Please explain TF1::Variance to me

Hello everyone,

I’m a bit confused about TF1::Variance. I am trying to draw an error band around a fit function and found this function. Does this give me an estimate of the variance of the fit function (averaged over a certain range)?

The reason I’m confused is that I tried fitting ‘ax+b’ to a set of points, all 0.4 with an error of 0.1. Then the fit is (of course) a very good one, a nice horizontal line, but the variance is
-) big: something like 0.7
-) constant for all bins in which I evaluate (variance computed from bin’s lower to upper edge) while it should depend on x, right?

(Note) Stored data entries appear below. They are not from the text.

//! PDF rendering of service agreements.
//!
//! [`render`] lays the contract out with [`layout::lay_out`] and emits the
//! pages with `printpdf`: builtin Helvetica for Latin text, an optional
//! embedded Unicode font for the right-to-left title, and an optional logo.

pub mod layout;
pub mod logo;
pub mod metrics;
pub mod rtl;

use std::io::Cursor;
use std::path::PathBuf;

use chrono::{DateTime, Utc};
use image::DynamicImage;
use printpdf::path::{PaintMode, WindingOrder};
use printpdf::{
    BuiltinFont, Color, Image, ImageTransform, IndirectFontRef, Line, Mm, PdfDocument,
    PdfLayerReference, Point, Polygon, Pt, Rgb,
};
use tracing::{debug, info, instrument, warn};

use contractgen_shared::{ContractGenError, Result};

use layout::{Decorations, DrawOp, Face, LOGO_BOX, PAGE_HEIGHT, PAGE_WIDTH, Rgb8};

/// Product name stamped in the generation footer.
pub const GENERATOR_NAME: &str = "ContractGen";

/// Arabic rendering of the document title for bilingual output.
pub const RTL_TITLE: &str = "اتفاقية خدمات مهنية";

const LOGO_DPI: f32 = 300.0;

/// Everything the PDF shows, already formatted for display.
#[derive(Debug, Clone)]
pub struct PdfContract {
    pub client_name: String,
    pub client_address: String,
    pub client_email: String,
    pub client_phone: String,
    pub country: String,
    pub effective_date: String,
    pub contract_duration: String,
    pub fees: String,
    pub fees_in_words: String,
    pub currency_code: String,
    pub currency_symbol: String,
    pub currency_name: String,
    pub usd_equivalent: String,
    /// Assembled service block text.
    pub services_block: String,
    /// Upper-cased category headers occurring in `services_block`.
    pub category_headers: Vec<String>,
    pub legal_framework: String,
    pub service_provider: String,
    pub bank_details: String,
    pub generated_at: DateTime<Utc>,
}

/// Rendering switches.
#[derive(Debug, Clone, Default)]
pub struct PdfOptions {
    /// Add the Arabic title line.
    pub bilingual: bool,
    pub logo_path: Option<PathBuf>,
    /// TrueType/OpenType font with Arabic coverage.
    pub rtl_font_path: Option<PathBuf>,
}

/// Rendered document plus the optional assets that were left out.
#[derive(Debug)]
pub struct RenderedPdf {
    pub bytes: Vec<u8>,
    /// `AssetLoadFailure`/`Config` errors for a logo or font that could not
    /// be used. The document was rendered without them.
    pub skipped_assets: Vec<ContractGenError>,
}

struct Fonts {
    regular: IndirectFontRef,
    bold: IndirectFontRef,
    rtl: Option<IndirectFontRef>,
}

impl Fonts {
    fn get(&self, face: Face) -> Option<&IndirectFontRef> {
        match face {
            Face::Regular => Some(&self.regular),
            Face::Bold => Some(&self.bold),
            Face::Rtl => self.rtl.as_ref(),
        }
    }
}

/// Render the contract to PDF bytes.
#[instrument(skip_all, fields(client = %contract.client_name, bilingual = options.bilingual))]
pub fn render(contract: &PdfContract, options: &PdfOptions) -> Result<RenderedPdf> {
    let (doc, first_page, first_layer) = PdfDocument::new(
        "Service Agreement",
        Mm::from(Pt(PAGE_WIDTH)),
        Mm::from(Pt(PAGE_HEIGHT)),
        "Layer 1",
    );

    let mut fonts = Fonts {
        regular: doc
            .add_builtin_font(BuiltinFont::Helvetica)
            .map_err(render_error)?,
        bold: doc
            .add_builtin_font(BuiltinFont::HelveticaBold)
            .map_err(render_error)?,
        rtl: None,
    };
    let mut skipped_assets = Vec::new();

    if options.bilingual {
        match embed_rtl_font(&doc, options.rtl_font_path.as_deref()) {
            Ok(font) => fonts.rtl = Some(font),
            Err(e) => {
                warn!(error = %e, "skipping Arabic title");
                skipped_assets.push(e);
            }
        }
    }

    let logo = match options.logo_path.as_deref().map(logo::decode) {
        Some(Ok(img)) => Some(img),
        Some(Err(e)) => {
            warn!(error = %e, "skipping logo");
            skipped_assets.push(e);
            None
        }
        None => None,
    };
    let decorations = Decorations {
        logo: logo
            .as_ref()
            .and_then(|img| logo::fit_within(img.width(), img.height(), LOGO_BOX.0, LOGO_BOX.1)),
        rtl_title: fonts.rtl.as_ref().map(|_| rtl::prepare(RTL_TITLE)),
    };

    let pages = layout::lay_out(contract, &decorations);
    debug!(pages = pages.len(), "layout complete");

    for (index, page) in pages.iter().enumerate() {
        let layer = if index == 0 {
            doc.get_page(first_page).get_layer(first_layer)
        } else {
            let (page_index, layer_index) = doc.add_page(
                Mm::from(Pt(PAGE_WIDTH)),
                Mm::from(Pt(PAGE_HEIGHT)),
                "Layer 1",
            );
            doc.get_page(page_index).get_layer(layer_index)
        };

        for op in &page.ops {
            draw(&layer, op, &fonts, logo.as_ref());
        }
    }

    let bytes = doc.save_to_bytes().map_err(render_error)?;
    info!(
        pages = pages.len(),
        size = bytes.len(),
        skipped = skipped_assets.len(),
        "PDF rendered"
    );
    Ok(RenderedPdf {
        bytes,
        skipped_assets,
    })
}

fn embed_rtl_font(
    doc: &printpdf::PdfDocumentReference,
    path: Option<&std::path::Path>,
) -> Result<IndirectFontRef> {
    let path = path.ok_or_else(|| {
        ContractGenError::config("bilingual output needs [pdf] rtl_font_path to be set")
    })?;
    let bytes = std::fs::read(path).map_err(|e| ContractGenError::asset(path, e.to_string()))?;
    doc.add_external_font(Cursor::new(bytes))
        .map_err(|e| ContractGenError::asset(path, e.to_string()))
}

fn draw(layer: &PdfLayerReference, op: &DrawOp, fonts: &Fonts, logo: Option<&DynamicImage>) {
    match op {
        DrawOp::Text {
            x,
            y,
            size,
            face,
            color,
            text,
        } => {
            let Some(font) = fonts.get(*face) else {
                return;
            };
            layer.set_fill_color(rgb(*color));
            layer.use_text(text.as_str(), *size, Mm::from(Pt(*x)), Mm::from(Pt(*y)), font);
        }
        DrawOp::Rect {
            x,
            y,
            width,
            height,
            fill,
        } => {
            layer.set_fill_color(rgb(*fill));
            let corners = [(*x, *y), (x + width, *y), (x + width, y + height), (*x, y + height)];
            layer.add_polygon(Polygon {
                rings: vec![corners.iter().map(|&(px, py)| (point(px, py), false)).collect()],
                mode: PaintMode::Fill,
                winding_order: WindingOrder::NonZero,
            });
        }
        DrawOp::Line { from, to, color } => {
            layer.set_outline_color(rgb(*color));
            layer.set_outline_thickness(1.0);
            layer.add_line(Line {
                points: vec![(point(from.0, from.1), false), (point(to.0, to.1), false)],
                is_closed: false,
            });
        }
        DrawOp::Logo {
            x,
            y,
            width,
            height,
        } => {
            let Some(img) = logo else {
                return;
            };
            // Natural size at LOGO_DPI, in points.
            let natural_width = img.width() as f32 * 72.0 / LOGO_DPI;
            let natural_height = img.height() as f32 * 72.0 / LOGO_DPI;
            let flattened = DynamicImage::ImageRgb8(img.to_rgb8());
            Image::from_dynamic_image(&flattened).add_to_layer(
                layer.clone(),
                ImageTransform {
                    translate_x: Some(Mm::from(Pt(*x))),
                    translate_y: Some(Mm::from(Pt(*y))),
                    scale_x: Some(width / natural_width),
                    scale_y: Some(height / natural_height),
                    dpi: Some(LOGO_DPI),
                    ..Default::default()
                },
            );
        }
    }
}

fn rgb((r, g, b): Rgb8) -> Color {
    Color::Rgb(Rgb::new(
        f32::from(r) / 255.0,
        f32::from(g) / 255.0,
        f32::from(b) / 255.0,
        None,
    ))
}

fn point(x: f32, y: f32) -> Point {
    Point::new(Mm::from(Pt(x)), Mm::from(Pt(y)))
}

fn render_error(e: impl std::fmt::Display) -> ContractGenError {
    ContractGenError::Render(format!("PDF: {e}"))
}

#[cfg(test)]
mod tests {
    use super::*;
    use chrono::TimeZone;

    fn contract() -> PdfContract {
        PdfContract {
            client_name: "Acme".into(),
            client_address: String::new(),
            client_email: "a@acme.example".into(),
            client_phone: String::new(),
            country: "UK".into(),
            effective_date: "01 March 2025".into(),
            contract_duration: "6 Months".into(),
            fees: "1,500.00".into(),
            fees_in_words: "One Thousand, Five Hundred Pounds".into(),
            currency_code: "GBP".into(),
            currency_symbol: "£".into(),
            currency_name: "British Pound".into(),
            usd_equivalent: "1,905.00".into(),
            services_block: "HR & PAYROLL\n\nPayroll Processing:\n- Monthly payroll.".into(),
            category_headers: vec!["HR & PAYROLL".into()],
            legal_framework: "Laws of England and Wales.".into(),
            service_provider: String::new(),
            bank_details: String::new(),
            generated_at: Utc.with_ymd_and_hms(2025, 3, 1, 12, 0, 0).unwrap(),
        }
    }

    #[test]
    fn renders_a_pdf() {
        let rendered = render(&contract(), &PdfOptions::default()).unwrap();
        assert!(rendered.bytes.starts_with(b"%PDF"));
        assert!(rendered.skipped_assets.is_empty());
    }

    #[test]
    fn missing_assets_are_skipped() {
        let options = PdfOptions {
            bilingual: true,
            logo_path: Some(PathBuf::from("/no/such/logo.png")),
            rtl_font_path: Some(PathBuf::from("/no/such/font.ttf")),
        };
        let rendered = render(&contract(), &options).unwrap();
        assert!(rendered.bytes.starts_with(b"%PDF"));
        assert_eq!(rendered.skipped_assets.len(), 2);
        assert!(
            rendered
                .skipped_assets
                .iter()
                .all(|e| matches!(e, ContractGenError::AssetLoadFailure { .. }))
        );
    }

    #[test]
    fn bilingual_without_font_reports_it() {
        let options = PdfOptions {
            bilingual: true,
            ..PdfOptions::default()
        };
        let rendered = render(&contract(), &options).unwrap();
        assert!(rendered.bytes.starts_with(b"%PDF"));
        assert_eq!(rendered.skipped_assets.len(), 1);
        assert!(rendered.skipped_assets[0].to_string().contains("rtl_font_path"));
    }

    #[test]
    fn logo_is_embedded() {
        let path = std::env::temp_dir().join(format!("cg-logo-{}.png", uuid::Uuid::now_v7()));
        let img = image::RgbImage::from_pixel(40, 20, image::Rgb([30, 64, 175]));
        img.save(&path).unwrap();

        let with_logo = render(
            &contract(),
            &PdfOptions {
                logo_path: Some(path.clone()),
                ..PdfOptions::default()
            },
        )
        .unwrap();
        let without = render(&contract(), &PdfOptions::default()).unwrap();
        assert!(with_logo.skipped_assets.is_empty());
        assert!(with_logo.bytes.len() > without.bytes.len());

        let _ = std::fs::remove_file(&path);
    }
}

Am I doing something else wrong or do I just have the wrong function? (Or tell me to go look up error propagation :wink:)

Thanks for your help.

Jeroen

Hello Jeroen,

I’m afraid this is not what TF1::Variance provides. Perhaps you are thinking of something more like TF1::GetChiSquare(), which returns information on the quality of a fitted function to some data points?

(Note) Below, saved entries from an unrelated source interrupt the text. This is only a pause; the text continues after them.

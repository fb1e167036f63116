//! What a request may choose from: currencies, service categories with the
//! services present in the clause store, and the jurisdictions with a legal
//! clause.

use serde::Serialize;

use contractgen_clauses::ClauseStore;
use contractgen_shared::{DEFAULT_JURISDICTION, JURISDICTIONS, ReferenceData};

#[derive(Debug, Clone, PartialEq, Serialize)]
pub struct CurrencyEntry {
    pub code: String,
    pub symbol: String,
    pub name: String,
    /// Rate to the reference currency, as a decimal string.
    pub rate: String,
}

#[derive(Debug, Clone, PartialEq, Serialize)]
pub struct CategoryEntry {
    pub id: String,
    pub display_name: String,
    /// Full service identifiers (`it_support`), sorted.
    pub services: Vec<String>,
}

#[derive(Debug, Clone, PartialEq, Serialize)]
pub struct JurisdictionEntry {
    pub name: String,
    /// Whether the legal store holds a clause for it.
    pub has_clause: bool,
}

#[derive(Debug, Clone, PartialEq, Serialize)]
pub struct Catalog {
    pub currencies: Vec<CurrencyEntry>,
    pub categories: Vec<CategoryEntry>,
    pub jurisdictions: Vec<JurisdictionEntry>,
}

/// Build the catalog from the reference tables and both stores.
pub fn build_catalog(
    reference: &ReferenceData,
    clauses: &dyn ClauseStore,
    legal: &dyn ClauseStore,
) -> Catalog {
    let currencies = reference
        .currencies()
        .iter()
        .map(|c| CurrencyEntry {
            code: c.code.to_string(),
            symbol: c.symbol.to_string(),
            name: c.name.to_string(),
            rate: c.rate.normalize().to_string(),
        })
        .collect();

    let categories = reference
        .categories()
        .iter()
        .map(|c| CategoryEntry {
            id: c.id.to_string(),
            display_name: c.display_name.to_string(),
            services: clauses
                .keys(c.id)
                .into_iter()
                .map(|name| format!("{}_{name}", c.id))
                .collect(),
        })
        .collect();

    let jurisdictions = JURISDICTIONS
        .iter()
        .chain(std::iter::once(&DEFAULT_JURISDICTION))
        .map(|name| JurisdictionEntry {
            name: name.to_string(),
            has_clause: matches!(legal.load(name), Ok(Some(_))),
        })
        .collect();

    Catalog {
        currencies,
        categories,
        jurisdictions,
    }
}

#[cfg(test)]
mod tests {
    use super::*;
    use contractgen_clauses::MemoryClauseStore;
    use contractgen_clauses::bundle::{default_clauses, default_legal_frameworks};

    #[test]
    fn lists_services_from_store() {
        let catalog = build_catalog(
            &ReferenceData::builtin(),
            &default_clauses(),
            &default_legal_frameworks(),
        );

        let it = catalog.categories.iter().find(|c| c.id == "it").unwrap();
        assert!(it.services.contains(&"it_app_development".to_string()));
        assert!(it.services.windows(2).all(|w| w[0] <= w[1]));

        let usd = catalog.currencies.iter().find(|c| c.code == "USD").unwrap();
        assert_eq!(usd.rate, "1");

        assert!(catalog.jurisdictions.iter().all(|j| j.has_clause));
        assert_eq!(catalog.jurisdictions.last().unwrap().name, "default");
    }

    #[test]
    fn empty_store_still_lists_categories() {
        let empty = MemoryClauseStore::new();
        let catalog = build_catalog(&ReferenceData::builtin(), &empty, &empty);
        assert!(!catalog.categories.is_empty());
        assert!(catalog.categories.iter().all(|c| c.services.is_empty()));
        assert!(catalog.jurisdictions.iter().all(|j| !j.has_clause));
    }
}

I’ll take this as an opportunity to explain TF1::Variance (and a few other member functions I helped write), but I expect this will not be of much help to you. TF1::Variance has nothing to do with any data points. The following member functions provide functionality as:

TF1::Moment(n,a,b)
The nth moment of a function about zero. When n=1, this is the common case of the mean of a function between x=a and x=b. So moment = [Int x^n*f(x)]/[Int f(x)] where Int means the integral from x=a to b.

TF1::CentralMoment(n,a,b)
The nth moment of a function about the mean. So if u is the mean between a and b, the central moment = [Int (x-u)^n*f(x)]/[Int f(x)].

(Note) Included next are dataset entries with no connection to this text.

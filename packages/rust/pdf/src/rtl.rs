//! Arabic shaping for the bilingual title line.
//!
//! PDF text operators draw glyphs left to right with no shaping, so Arabic
//! text is converted to its contextual presentation forms (Unicode block
//! U+FE70..U+FEFF) and reordered into visual order before emission.

#[derive(Debug, Clone, Copy, PartialEq, Eq)]
enum Joining {
    /// Connects on both sides; forms are isolated, final, initial, medial.
    Dual,
    /// Connects only to the preceding letter; forms are isolated, final.
    Right,
    /// Never connects.
    None,
}

/// Presentation-form base (isolated form) and joining class.
fn letter(c: char) -> Option<(u32, Joining)> {
    use Joining::{Dual, None, Right};
    let entry = match c {
        '\u{0621}' => (0xFE80, None),
        '\u{0622}' => (0xFE81, Right),
        '\u{0623}' => (0xFE83, Right),
        '\u{0624}' => (0xFE85, Right),
        '\u{0625}' => (0xFE87, Right),
        '\u{0626}' => (0xFE89, Dual),
        '\u{0627}' => (0xFE8D, Right),
        '\u{0628}' => (0xFE8F, Dual),
        '\u{0629}' => (0xFE93, Right),
        '\u{062A}' => (0xFE95, Dual),
        '\u{062B}' => (0xFE99, Dual),
        '\u{062C}' => (0xFE9D, Dual),
        '\u{062D}' => (0xFEA1, Dual),
        '\u{062E}' => (0xFEA5, Dual),
        '\u{062F}' => (0xFEA9, Right),
        '\u{0630}' => (0xFEAB, Right),
        '\u{0631}' => (0xFEAD, Right),
        '\u{0632}' => (0xFEAF, Right),
        '\u{0633}' => (0xFEB1, Dual),
        '\u{0634}' => (0xFEB5, Dual),
        '\u{0635}' => (0xFEB9, Dual),
        '\u{0636}' => (0xFEBD, Dual),
        '\u{0637}' => (0xFEC1, Dual),
        '\u{0638}' => (0xFEC5, Dual),
        '\u{0639}' => (0xFEC9, Dual),
        '\u{063A}' => (0xFECD, Dual),
        '\u{0641}' => (0xFED1, Dual),
        '\u{0642}' => (0xFED5, Dual),
        '\u{0643}' => (0xFED9, Dual),
        '\u{0644}' => (0xFEDD, Dual),
        '\u{0645}' => (0xFEE1, Dual),
        '\u{0646}' => (0xFEE5, Dual),
        '\u{0647}' => (0xFEE9, Dual),
        '\u{0648}' => (0xFEED, Right),
        '\u{0649}' => (0xFEEF, Right),
        '\u{064A}' => (0xFEF1, Dual),
        _ => return Option::None,
    };
    Some(entry)
}

const LAM: char = '\u{0644}';

/// Lam-alef ligature (isolated, final) for the alef variant following lam.
fn lam_alef(alef: char) -> Option<(u32, u32)> {
    match alef {
        '\u{0622}' => Some((0xFEF5, 0xFEF6)),
        '\u{0623}' => Some((0xFEF7, 0xFEF8)),
        '\u{0625}' => Some((0xFEF9, 0xFEFA)),
        '\u{0627}' => Some((0xFEFB, 0xFEFC)),
        _ => None,
    }
}

/// Harakat and superscript alef do not affect joining.
fn is_transparent(c: char) -> bool {
    matches!(c, '\u{064B}'..='\u{0652}' | '\u{0670}')
}

fn is_rtl(c: char) -> bool {
    matches!(c, '\u{0590}'..='\u{08FF}' | '\u{FB1D}'..='\u{FDFF}' | '\u{FE70}'..='\u{FEFF}')
}

fn to_char(code: u32, fallback: char) -> char {
    char::from_u32(code).unwrap_or(fallback)
}

/// Replace Arabic letters with their contextual presentation forms.
///
/// Characters outside the Arabic letter table pass through unchanged and
/// break joining.
pub fn shape(text: &str) -> String {
    let chars: Vec<char> = text.chars().collect();
    let mut out = String::with_capacity(text.len());

    // Index of the next non-transparent character after `i`.
    let next_solid = |i: usize| (i + 1..chars.len()).find(|&j| !is_transparent(chars[j]));

    // Whether the previous shaped letter connects forward into this one.
    let mut prev_connects = false;
    let mut i = 0;

    while i < chars.len() {
        let c = chars[i];

        if is_transparent(c) {
            out.push(c);
            i += 1;
            continue;
        }

        let Some((base, joining)) = letter(c) else {
            out.push(c);
            prev_connects = false;
            i += 1;
            continue;
        };

        if c == LAM {
            if let Some(j) = next_solid(i) {
                if let Some((isolated, final_form)) = lam_alef(chars[j]) {
                    let code = if prev_connects { final_form } else { isolated };
                    out.push(to_char(code, c));
                    // Harakat between lam and alef stay attached.
                    out.extend(chars[i + 1..j].iter());
                    prev_connects = false;
                    i = j + 1;
                    continue;
                }
            }
        }

        let joins_prev = prev_connects && joining != Joining::None;
        let joins_next = joining == Joining::Dual
            && next_solid(i)
                .and_then(|j| letter(chars[j]))
                .is_some_and(|(_, next)| next != Joining::None);

        let offset = match (joins_prev, joins_next) {
            (false, false) => 0,
            (true, false) => 1,
            (false, true) => 2,
            (true, true) => 3,
        };
        out.push(to_char(base + offset, c));
        prev_connects = joins_next;
        i += 1;
    }

    out
}

/// Reorder a logical-order right-to-left line into visual (left to right)
/// order, keeping embedded left-to-right runs such as digits readable.
pub fn visual_order(text: &str) -> String {
    let mut runs: Vec<(bool, Vec<char>)> = Vec::new();
    for c in text.chars() {
        let ltr = c.is_ascii_alphanumeric();
        match runs.last_mut() {
            Some((kind, run)) if *kind == ltr => run.push(c),
            _ => runs.push((ltr, vec![c])),
        }
    }

    runs.into_iter()
        .rev()
        .flat_map(|(ltr, mut run)| {
            if !ltr {
                run.reverse();
            }
            run
        })
        .collect()
}

/// Shape and reorder `text` for display, if it contains right-to-left text.
pub fn prepare(text: &str) -> String {
    if text.chars().any(is_rtl) {
        visual_order(&shape(text))
    } else {
        text.to_string()
    }
}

TF1::Variance(a,b) = TF1::CentralMoment(2,a,b)
By definition.

Unfortunately, this code suffers from one major flaw: it uses TF1::Integral to calculate the integrals, but TF1::Integral does not like negative values (it takes the absolute value of a function for its integral). This becomes a problem not only when trying to get the integral of a TF1 function which has negative values, but also when simply trying to get the mean of a function when the range (a,b) spans any negative numbers because x*f(x) can go negative even if f(x) is positive. Maybe one day we can get a version of TF1::Integral which does not take the absolute value of the evaluated function.

Hope that helps!
-Gene

Thanks Gene,

It’s not what I wanted to hear but it does help to get me going again.